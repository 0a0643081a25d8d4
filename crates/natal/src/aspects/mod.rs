pub mod calculator;
pub mod types;

pub use calculator::{angular_separation, AspectCalculator};
pub use types::{Aspect, AspectKind, AspectSettings};
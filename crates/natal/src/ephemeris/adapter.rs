use crate::ephemeris::provider::{EphemerisError, EphemerisProvider};
use crate::ephemeris::types::{Body, EclipticPosition, GeoLocation, HouseCusps, HouseMethod};
use crate::time::{JulianDay, J2000};
use std::env;
use std::path::{Path, PathBuf};
use std::sync::{Mutex, MutexGuard};
use swisseph::swe::{calc_ut, houses_ex, set_ephe_path};

/// Default data directory when neither config nor environment names one.
pub const DEFAULT_EPHEMERIS_PATH: &str = "/usr/local/share/swisseph";

/// Environment variable consulted when no explicit path is given.
pub const EPHEMERIS_PATH_ENV: &str = "SWISS_EPHEMERIS_PATH";

// Swiss Ephemeris planet IDs
const PLANET_IDS: &[(Body, u32)] = &[
    (Body::Sun, 0),
    (Body::Moon, 1),
    (Body::Mercury, 2),
    (Body::Venus, 3),
    (Body::Mars, 4),
    (Body::Jupiter, 5),
    (Body::Saturn, 6),
    (Body::Uranus, 7),
    (Body::Neptune, 8),
    (Body::Pluto, 9),
];

// FLG_SWIEPH: use Swiss Ephemeris files
const FLG_SWIEPH: i32 = 2;

// The C library keeps global state (file handles, caches), so every call
// into it goes through this lock.
static SWISS_LOCK: Mutex<()> = Mutex::new(());

fn swiss_guard() -> MutexGuard<'static, ()> {
    SWISS_LOCK
        .lock()
        .unwrap_or_else(|poisoned| poisoned.into_inner())
}

/// Swiss Ephemeris adapter implementation.
///
/// The data path is process-wide in the C library: the most recently
/// constructed adapter's path is the one in effect.
#[derive(Debug)]
pub struct SwissEphemerisAdapter {
    ephemeris_path: PathBuf,
}

impl SwissEphemerisAdapter {
    /// Create a new adapter with optional ephemeris path
    pub fn new(ephemeris_path: Option<PathBuf>) -> Result<Self, EphemerisError> {
        let path = ephemeris_path.unwrap_or_else(|| {
            env::var(EPHEMERIS_PATH_ENV)
                .map(PathBuf::from)
                .unwrap_or_else(|_| PathBuf::from(DEFAULT_EPHEMERIS_PATH))
        });

        if !path.exists() {
            return Err(EphemerisError::FileNotFound {
                path: path.display().to_string(),
                message: "Ephemeris path does not exist. Please ensure Swiss Ephemeris data files are installed.".to_string(),
            });
        }

        {
            let _guard = swiss_guard();
            set_ephe_path(&path.to_string_lossy());
        }
        log::debug!("Swiss Ephemeris data path: {}", path.display());

        Ok(Self {
            ephemeris_path: path,
        })
    }

    pub fn ephemeris_path(&self) -> &Path {
        &self.ephemeris_path
    }
}

impl EphemerisProvider for SwissEphemerisAdapter {
    fn position(&self, jd: JulianDay, body: Body) -> Result<EclipticPosition, EphemerisError> {
        let planet_code = PLANET_IDS
            .iter()
            .find(|(id, _)| *id == body)
            .map(|(_, code)| *code)
            .ok_or(EphemerisError::UnknownBody { body })?;

        let result = {
            let _guard = swiss_guard();
            calc_ut(jd.value(), planet_code, FLG_SWIEPH as u32)
        }
        .map_err(|e| EphemerisError::CalculationFailed {
            body,
            jd: jd.value(),
            message: format!("Swiss Ephemeris error: {}", e),
        })?;

        let out = result.out;
        if !out[0].is_finite() {
            return Err(EphemerisError::CalculationFailed {
                body,
                jd: jd.value(),
                message: "non-finite longitude".to_string(),
            });
        }

        Ok(EclipticPosition {
            lon: out[0],
            lat: out[1],
            distance: out[2],
            speed_lon: out[3],
        })
    }

    fn houses(
        &self,
        jd: JulianDay,
        location: GeoLocation,
        method: HouseMethod,
    ) -> Result<HouseCusps, EphemerisError> {
        // Swiss Ephemeris quietly falls back to Porphyry inside the polar
        // circles; report it instead.
        let polar_limit = 90.0 - mean_obliquity(jd);
        if method == HouseMethod::Placidus && location.lat.abs() >= polar_limit {
            return Err(EphemerisError::HouseCalculationFailed {
                message: format!(
                    "{} houses are undefined at latitude {:.4} (polar limit {:.4})",
                    method.name(),
                    location.lat,
                    polar_limit
                ),
            });
        }

        let (c, a) = {
            let _guard = swiss_guard();
            houses_ex(
                jd.value(),
                FLG_SWIEPH,
                location.lat,
                location.lon,
                method.code() as i32,
            )
        };

        use swisseph::{AscMc, Cusp};
        let cusps = Cusp::from_array(c);
        let ascmc = AscMc::from_array(a);

        let cusp_values = [
            cusps.first, cusps.second, cusps.third, cusps.fourth,
            cusps.fifth, cusps.sixth, cusps.seventh, cusps.eighth,
            cusps.ninth, cusps.tenth, cusps.eleventh, cusps.twelfth,
        ];

        if cusp_values.iter().any(|c| !c.is_finite())
            || !ascmc.ascendant.is_finite()
            || !ascmc.mc.is_finite()
        {
            return Err(EphemerisError::HouseCalculationFailed {
                message: format!(
                    "non-finite cusps for lat {} lon {} at JD {}",
                    location.lat,
                    location.lon,
                    jd.value()
                ),
            });
        }

        Ok(HouseCusps {
            cusps: cusp_values,
            ascendant: ascmc.ascendant,
            midheaven: ascmc.mc,
        })
    }
}

/// Mean obliquity of the ecliptic in degrees (IAU 1976 polynomial).
pub fn mean_obliquity(jd: JulianDay) -> f64 {
    let t = (jd.value() - J2000) / 36_525.0;
    23.439_291_111 - 0.013_004_167 * t - 1.639e-7 * t * t + 5.036e-7 * t * t * t
}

•••

When a line in the listing above holds the word "JulianDay", copy it.

■ **ANSWER SPACE**:
use crate::time::{JulianDay, J2000};
    fn position(&self, jd: JulianDay, body: Body) -> Result<EclipticPosition, EphemerisError> {
        jd: JulianDay,
pub fn mean_obliquity(jd: JulianDay) -> f64 {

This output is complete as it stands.